Hague Convention vs. Hague Conference
Jan. 3, 2020
When it comes to international law, particularly international child custody cases there is a patchwork of organizations and laws that are operative. Part of what makes this all very confusing is the language. For example, lawyers who specialize in international child abduction cases, are familiar with The Hague Convention of 25 October 1980 on the Civil Aspects of International Child Abduction which is a multi-lateral treaty. That means many governments have signed on to it, but many have not.
The Hague Conference on Private International Law is the association of all the governments that are members. It is the gathering of all the various countries representatives in one place to discuss how each countries laws will be applied and to create mechanisms for two countries to talk to each other, legally and diplomatically.
Each Conference member may or may not, be part of a Convention. A Convention is when the government’s (members) get together and agree on the ground rules or laws for a particular topic.
The Hague Convention of 25 October 1980 on the Civil Aspects of International Child Abduction is a multilateral treaty, which seeks to protect children from the harmful effects of abduction and retention across international boundaries by providing a procedure to bring about their prompt return. The “Child Abduction Section” provides information about the operation of the Convention and the work of the Hague Conference in monitoring its implementation and promoting international co-operation in the area of child abduction.
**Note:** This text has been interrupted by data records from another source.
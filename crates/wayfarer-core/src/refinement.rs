//! Response refinement
//!
//! A draft answer is critiqued and revised until the critic replies with the
//! completion phrase or the iteration budget runs out:
//!
//! ```text
//! GENERATE -> CRITIQUE -> (accepted) -> done
//!                  \-> REVISE -> CRITIQUE -> ...   (at most max_iterations rounds)
//! ```
//!
//! Acceptance is an exact string comparison with the completion phrase.
//! Critique text that merely contains the phrase still asks for a revision.

use crate::error::{Error, Result};
use crate::stream::StreamEvent;
use regex::Regex;
use serde::{Deserialize, Serialize};
use std::future::Future;
use std::sync::{Arc, LazyLock};
use std::time::Duration;
use tokio::sync::mpsc;
use tracing::{debug, info, instrument};

/// Critic output that accepts the current draft
pub const DEFAULT_COMPLETION_PHRASE: &str = "Response is adequate and ready for user.";

/// Critique/revise rounds before the latest draft is returned as is
pub const DEFAULT_MAX_ITERATIONS: usize = 3;

static LIST_MARKER: LazyLock<Regex> = LazyLock::new(|| {
    Regex::new(r"^\s*(?:[-*•]|\d+[.)])\s+").expect("LIST_MARKER is a compile-time constant")
});

/// Parsed critic verdict
#[derive(Debug, Clone, PartialEq, Eq)]
pub enum Critique {
    /// The critic returned exactly the completion phrase
    Accepted,
    /// Anything else; the actionable points found in the feedback
    NeedsRevision(Vec<String>),
}

impl Critique {
    /// Classify raw critic output
    #[must_use]
    pub fn parse(feedback: &str, completion_phrase: &str) -> Self {
        if feedback == completion_phrase {
            Self::Accepted
        } else {
            Self::NeedsRevision(revision_points(feedback))
        }
    }

    /// Whether the draft was accepted
    #[must_use]
    pub fn is_accepted(&self) -> bool {
        matches!(self, Self::Accepted)
    }
}

/// Split feedback into list items; unlisted feedback is a single point.
fn revision_points(feedback: &str) -> Vec<String> {
    let mut points: Vec<String> = Vec::new();
    let mut saw_marker = false;

    for line in feedback.lines().map(str::trim).filter(|l| !l.is_empty()) {
        if let Some(found) = LIST_MARKER.find(line) {
            saw_marker = true;
            points.push(line[found.end()..].trim().to_string());
        } else if saw_marker {
            if let Some(last) = points.last_mut() {
                last.push(' ');
                last.push_str(line);
            }
        }
    }

    if !saw_marker {
        let whole = feedback.trim();
        if !whole.is_empty() {
            points.push(whole.to_string());
        }
    }
    points
}

/// Produces the first draft, one engine turn in the conversation
#[async_trait::async_trait]
pub trait ResponseGenerator: Send + Sync {
    /// Answer `query` inside conversation `conversation_id`
    async fn generate(&self, query: &str, conversation_id: &str) -> Result<String>;
}

/// Reviews a draft and returns either the completion phrase or feedback
#[cfg_attr(test, mockall::automock)]
#[async_trait::async_trait]
pub trait ResponseCritic: Send + Sync {
    /// Critique `response` to `query`
    async fn critique(&self, conversation_id: &str, query: &str, response: &str) -> Result<String>;
}

/// Rewrites a draft to address critique points
#[cfg_attr(test, mockall::automock)]
#[async_trait::async_trait]
pub trait ResponseReviser: Send + Sync {
    /// Revise `response` to `query` according to `points`
    async fn revise(
        &self,
        conversation_id: &str,
        query: &str,
        response: &str,
        points: &[String],
    ) -> Result<String>;
}

/// Refinement settings
#[derive(Debug, Clone, PartialEq, Eq, Serialize, Deserialize)]
pub struct RefinementConfig {
    /// Critique/revise rounds
    #[serde(default = "default_max_iterations")]
    pub max_iterations: usize,
    /// Exact critic output that accepts a draft
    #[serde(default = "default_completion_phrase")]
    pub completion_phrase: String,
    /// Per-stage limit in seconds; 0 disables it
    #[serde(default = "default_stage_timeout_secs")]
    pub stage_timeout_secs: u64,
}

fn default_max_iterations() -> usize {
    DEFAULT_MAX_ITERATIONS
}

fn default_completion_phrase() -> String {
    DEFAULT_COMPLETION_PHRASE.to_string()
}

fn default_stage_timeout_secs() -> u64 {
    120
}

impl Default for RefinementConfig {
    fn default() -> Self {
        Self {
            max_iterations: default_max_iterations(),
            completion_phrase: default_completion_phrase(),
            stage_timeout_secs: default_stage_timeout_secs(),
        }
    }
}

impl RefinementConfig {
    /// Reject settings the loop cannot run with
    pub fn validate(&self) -> Result<()> {
        if self.completion_phrase.trim().is_empty() {
            return Err(Error::InvalidConfig {
                field: "refinement.completion_phrase".to_string(),
                message: "must not be empty".to_string(),
            });
        }
        Ok(())
    }

    fn stage_timeout(&self) -> Option<Duration> {
        (self.stage_timeout_secs > 0).then(|| Duration::from_secs(self.stage_timeout_secs))
    }
}

/// Why the loop stopped
#[derive(Debug, Clone, Copy, PartialEq, Eq)]
pub enum LoopExit {
    /// The critic accepted the draft
    Accepted,
    /// The iteration budget ran out
    BudgetExhausted,
}

/// Final state of one refinement run
#[derive(Debug, Clone, PartialEq, Eq)]
pub struct RefinementOutcome {
    /// The answer to return
    pub response: String,
    /// Critique rounds performed
    pub iterations: usize,
    /// Raw output of the last critique, if any ran
    pub critique_feedback: Option<String>,
    /// Why the loop stopped
    pub exit: LoopExit,
}

#[derive(Debug, Clone, Copy)]
enum Stage {
    Generate,
    Critique,
    Revise,
}

impl Stage {
    fn as_str(self) -> &'static str {
        match self {
            Self::Generate => "generate",
            Self::Critique => "critique",
            Self::Revise => "revise",
        }
    }
}

/// Generate-critique-revise pipeline
#[derive(Clone)]
pub struct RefinementLoop {
    generator: Arc<dyn ResponseGenerator>,
    critic: Arc<dyn ResponseCritic>,
    reviser: Arc<dyn ResponseReviser>,
    config: RefinementConfig,
}

impl RefinementLoop {
    /// Assemble a loop from its three stages
    #[must_use]
    pub fn new(
        generator: Arc<dyn ResponseGenerator>,
        critic: Arc<dyn ResponseCritic>,
        reviser: Arc<dyn ResponseReviser>,
    ) -> Self {
        Self {
            generator,
            critic,
            reviser,
            config: RefinementConfig::default(),
        }
    }

    /// Replace the settings
    #[must_use]
    pub fn with_config(mut self, config: RefinementConfig) -> Self {
        self.config = config;
        self
    }

    /// Current settings
    #[must_use]
    pub fn config(&self) -> &RefinementConfig {
        &self.config
    }

    /// Run the loop for one query.
    ///
    /// Each draft (the first answer and every revision) is sent to `drafts`
    /// as a [`StreamEvent::Fragment`] when a sink is given. A closed sink
    /// aborts the run with [`Error::Cancelled`].
    #[instrument(skip(self, query, drafts), fields(max_iterations = self.config.max_iterations))]
    pub async fn run(
        &self,
        query: &str,
        conversation_id: &str,
        drafts: Option<&mpsc::Sender<StreamEvent>>,
    ) -> Result<RefinementOutcome> {
        let mut response = self
            .bounded(Stage::Generate, self.generator.generate(query, conversation_id))
            .await?;
        emit(drafts, &response).await?;

        let mut iterations = 0;
        let mut critique_feedback = None;

        while iterations < self.config.max_iterations {
            let feedback = self
                .bounded(
                    Stage::Critique,
                    self.critic.critique(conversation_id, query, &response),
                )
                .await?;
            let verdict = Critique::parse(&feedback, &self.config.completion_phrase);
            critique_feedback = Some(feedback);
            iterations += 1;

            match verdict {
                Critique::Accepted => {
                    info!(iteration = iterations, "Response accepted by critic");
                    return Ok(RefinementOutcome {
                        response,
                        iterations,
                        critique_feedback,
                        exit: LoopExit::Accepted,
                    });
                }
                Critique::NeedsRevision(points) => {
                    info!(
                        iteration = iterations,
                        points = points.len(),
                        "Critic requested revision"
                    );
                    response = self
                        .bounded(
                            Stage::Revise,
                            self.reviser
                                .revise(conversation_id, query, &response, &points),
                        )
                        .await?;
                    emit(drafts, &response).await?;
                }
            }
        }

        info!(iterations, "Refinement budget exhausted, returning latest draft");
        Ok(RefinementOutcome {
            response,
            iterations,
            critique_feedback,
            exit: LoopExit::BudgetExhausted,
        })
    }

    async fn bounded<T, F>(&self, stage: Stage, work: F) -> Result<T>
    where
        F: Future<Output = Result<T>>,
    {
        debug!(stage = stage.as_str(), "Running refinement stage");
        match self.config.stage_timeout() {
            Some(limit) => tokio::time::timeout(limit, work)
                .await
                .map_err(|_| Error::StageTimeout {
                    stage: stage.as_str(),
                    secs: limit.as_secs(),
                })?,
            None => work.await,
        }
    }
}

async fn emit(drafts: Option<&mpsc::Sender<StreamEvent>>, text: &str) -> Result<()> {
    if let Some(tx) = drafts {
        tx.send(StreamEvent::Fragment(text.to_string()))
            .await
            .map_err(|_| Error::Cancelled)?;
    }
    Ok(())
}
The United States of America for example is both a member of the Conference and the Convention on the Civil Aspects of International Child Abduction. Japan and Korea are also members of the Conference, but NOT members of the Convention, as of January 2011. There are ongoing discussions for them to join the Convention, but they are not yet signatories to the Convention – which means that if a child is abducted to those countries there is no mechanism for the legal retrieval of the child.